L to R: Assoc. Prof. Andrew McGowan, Professor Laura Hartman, Mr Andrew Gourlay, Mrs Louise Gourlay and Prof. John Seybolt at the welcome function at Trinity.
Professor Hartman, who is Associate Vice-President for Academic Affairs, and Professor of Business Ethics, at DePaul University, Chicago, says the Gourlay Professorship achieves both these goals for students at Trinity College and the Melbourne Business School (MBS) – students who are future global and local business leaders.
Hailed as a ‘world first’, the Gourlay Visiting Professorship of Ethics in Business each year brings an internationally distinguished ethics lecturer to teach jointly at MBS and Trinity College. It was established at Trinity in 2005 through a $2.5 million endowment from retired stockbroker the late John Gourlay (TC 1954) and his wife, Louise, who were inspired by their belief that ‘the exercise of uncompromising integrity and morality is not only intrinsically desirable but also delivers improved and more certain business outcomes’.
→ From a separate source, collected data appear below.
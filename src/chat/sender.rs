//! Traits implemented by chat transports.

use async_trait::async_trait;

use super::{ChatAction, ChatError, ChatId, MessageId, OutgoingMessage, Update};

/// Outbound half of a chat transport.
#[cfg_attr(test, mockall::automock)]
#[async_trait]
pub trait ChatSender: Send + Sync {
    /// Sends a new message and returns its identifier.
    async fn send_message(
        &self,
        chat_id: ChatId,
        message: OutgoingMessage,
    ) -> Result<MessageId, ChatError>;

    /// Replaces the text and keyboard of an existing message.
    async fn edit_message(
        &self,
        chat_id: ChatId,
        message_id: MessageId,
        message: OutgoingMessage,
    ) -> Result<(), ChatError>;

    /// Shows a presence indicator such as "typing".
    async fn send_chat_action(&self, chat_id: ChatId, action: ChatAction)
    -> Result<(), ChatError>;

    /// Acknowledges a button press so the client stops its spinner.
    async fn answer_callback(&self, callback_id: &str) -> Result<(), ChatError>;
}

/// Inbound half of a chat transport.
#[async_trait]
pub trait UpdateSource: Send {
    /// Waits for the next batch of updates. An empty batch is normal.
    async fn poll(&mut self) -> Result<Vec<Update>, ChatError>;
}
After being welcomed to Trinity by the Warden at a reception in the Junior Common Room yesterday evening, Professor Hartman will be spending much of her 12-day visit teaching at the Melbourne Business School and meeting with senior business leaders. Trinity students will have an opportunity to engage more fully with Professor Hartman when she returns to the College for four weeks in July/August, 2008.